• _Your goal_
From the records that follow, give the number of lines that include the word "Mailbox", with no further words.

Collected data

//! Surface configuration policy, kept free of device handles so it can be tested.

use super::SurfaceErrorAction;

pub(super) fn choose_surface_format(
    caps: &wgpu::SurfaceCapabilities,
    prefer_srgb: bool,
) -> Option<wgpu::TextureFormat> {
    if caps.formats.is_empty() {
        return None;
    }

    if prefer_srgb {
        let preferred = [
            wgpu::TextureFormat::Bgra8UnormSrgb,
            wgpu::TextureFormat::Rgba8UnormSrgb,
        ];
        for f in preferred {
            if caps.formats.contains(&f) {
                return Some(f);
            }
        }
    }

    Some(caps.formats[0])
}

pub(super) fn choose_alpha_mode(
    caps: &wgpu::SurfaceCapabilities,
    requested: Option<wgpu::CompositeAlphaMode>,
) -> wgpu::CompositeAlphaMode {
    requested
        .filter(|m| caps.alpha_modes.contains(m))
        .or_else(|| caps.alpha_modes.first().copied())
        .unwrap_or(wgpu::CompositeAlphaMode::Auto)
}

/// FIFO is guaranteed by the WebGPU spec, so it is the fallback.
pub(super) fn choose_present_mode(
    caps: &wgpu::SurfaceCapabilities,
    requested: wgpu::PresentMode,
) -> wgpu::PresentMode {
    match requested {
        wgpu::PresentMode::AutoVsync | wgpu::PresentMode::AutoNoVsync => requested,
        m if caps.present_modes.contains(&m) => m,
        m => {
            log::warn!("present mode {m:?} unsupported by surface; using Fifo");
            wgpu::PresentMode::Fifo
        }
    }
}

/// Maps a frame-acquisition error to the action the runtime should take.
///
/// For `Reconfigured` the caller is responsible for reconfiguring the surface.
pub(super) fn classify_surface_error(err: &wgpu::SurfaceError) -> SurfaceErrorAction {
    match err {
        wgpu::SurfaceError::Lost | wgpu::SurfaceError::Outdated => SurfaceErrorAction::Reconfigured,
        wgpu::SurfaceError::OutOfMemory => SurfaceErrorAction::Fatal,
        wgpu::SurfaceError::Timeout => SurfaceErrorAction::SkipFrame,
        wgpu::SurfaceError::Other => SurfaceErrorAction::SkipFrame,
    }
}

#[cfg(test)]
mod tests {
    use super::*;

    fn caps(formats: &[wgpu::TextureFormat]) -> wgpu::SurfaceCapabilities {
        wgpu::SurfaceCapabilities {
            formats: formats.to_vec(),
            present_modes: vec![wgpu::PresentMode::Fifo, wgpu::PresentMode::Mailbox],
            alpha_modes: vec![wgpu::CompositeAlphaMode::Opaque],
            ..Default::default()
        }
    }

    #[test]
    fn prefers_srgb_when_available() {
        let c = caps(&[wgpu::TextureFormat::Bgra8Unorm, wgpu::TextureFormat::Bgra8UnormSrgb]);
        assert_eq!(choose_surface_format(&c, true), Some(wgpu::TextureFormat::Bgra8UnormSrgb));
        assert_eq!(choose_surface_format(&c, false), Some(wgpu::TextureFormat::Bgra8Unorm));
    }

    #[test]
    fn no_formats_is_none() {
        assert_eq!(choose_surface_format(&caps(&[]), true), None);
    }

    #[test]
    fn unsupported_alpha_mode_falls_back_to_first() {
        let c = caps(&[wgpu::TextureFormat::Bgra8Unorm]);
        assert_eq!(
            choose_alpha_mode(&c, Some(wgpu::CompositeAlphaMode::PreMultiplied)),
            wgpu::CompositeAlphaMode::Opaque
        );
    }

    #[test]
    fn unsupported_present_mode_falls_back_to_fifo() {
        let c = caps(&[wgpu::TextureFormat::Bgra8Unorm]);
        assert_eq!(
            choose_present_mode(&c, wgpu::PresentMode::Immediate),
            wgpu::PresentMode::Fifo
        );
        assert_eq!(
            choose_present_mode(&c, wgpu::PresentMode::Mailbox),
            wgpu::PresentMode::Mailbox
        );
    }

    #[test]
    fn surface_errors_are_classified() {
        assert_eq!(
            classify_surface_error(&wgpu::SurfaceError::Outdated),
            SurfaceErrorAction::Reconfigured
        );
        assert_eq!(
            classify_surface_error(&wgpu::SurfaceError::OutOfMemory),
            SurfaceErrorAction::Fatal
        );
        assert_eq!(
            classify_surface_error(&wgpu::SurfaceError::Timeout),
            SurfaceErrorAction::SkipFrame
        );
    }
}
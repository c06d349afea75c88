use wgpu::util::DeviceExt;

use super::description::{
    AttributeLayout, DrawDescriptor, GeometryDescription, PreparedGeometry,
};
use super::error::GeometryShapeError;

/// Uploaded geometry: one vertex buffer per attribute plus a u16 index buffer.
///
/// Immutable after creation.
pub struct GeometryHandle {
    vertex_buffers: Vec<wgpu::Buffer>,
    index_buffer: wgpu::Buffer,
    layouts: Vec<AttributeLayout>,
    /// One single-attribute array per vertex buffer; borrowed by
    /// `vertex_buffer_layouts`.
    attributes: Vec<[wgpu::VertexAttribute; 1]>,
    draw: DrawDescriptor,
}

impl GeometryHandle {
    /// Validates `desc` and uploads it.
    pub fn setup(
        device: &wgpu::Device,
        desc: &GeometryDescription,
    ) -> Result<Self, GeometryShapeError> {
        let prepared = desc.prepare()?;
        Ok(Self::upload(device, &prepared))
    }

    pub fn upload(device: &wgpu::Device, geometry: &PreparedGeometry) -> Self {
        let vertex_buffers = geometry
            .attributes
            .iter()
            .map(|a| {
                device.create_buffer_init(&wgpu::util::BufferInitDescriptor {
                    label: Some("fractus attribute vbo"),
                    contents: bytemuck::cast_slice(&a.data),
                    usage: wgpu::BufferUsages::VERTEX,
                })
            })
            .collect();

        let index_buffer = device.create_buffer_init(&wgpu::util::BufferInitDescriptor {
            label: Some("fractus ibo"),
            contents: bytemuck::cast_slice(&geometry.indices),
            usage: wgpu::BufferUsages::INDEX,
        });

        let layouts = geometry.layouts();
        let attributes = layouts
            .iter()
            .map(|l| {
                [wgpu::VertexAttribute {
                    format: l.vertex_format(),
                    offset: 0,
                    shader_location: l.slot,
                }]
            })
            .collect();

        log::info!(
            "geometry uploaded: {} vertices, {} triangles, {} attribute(s)",
            geometry.vertex_count,
            geometry.draw.count / 3,
            layouts.len()
        );

        Self {
            vertex_buffers,
            index_buffer,
            layouts,
            attributes,
            draw: geometry.draw,
        }
    }

    pub fn draw_descriptor(&self) -> DrawDescriptor {
        self.draw
    }

    pub fn layouts(&self) -> &[AttributeLayout] {
        &self.layouts
    }

    /// Vertex buffer layouts in slot order, for pipeline creation.
    pub fn vertex_buffer_layouts(&self) -> Vec<wgpu::VertexBufferLayout<'_>> {
        self.layouts
            .iter()
            .zip(&self.attributes)
            .map(|(l, attrs)| wgpu::VertexBufferLayout {
                array_stride: l.stride(),
                step_mode: wgpu::VertexStepMode::Vertex,
                attributes: attrs,
            })
            .collect()
    }

    /// Binds the vertex and index buffers and issues the indexed draw.
    pub fn draw(&self, rpass: &mut wgpu::RenderPass<'_>) {
        for (slot, vbo) in self.vertex_buffers.iter().enumerate() {
            rpass.set_vertex_buffer(slot as u32, vbo.slice(..));
        }
        rpass.set_index_buffer(self.index_buffer.slice(..), self.draw.index_format);
        rpass.draw_indexed(0..self.draw.count, 0, 0..1);
    }
}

• _Answer for the task_
3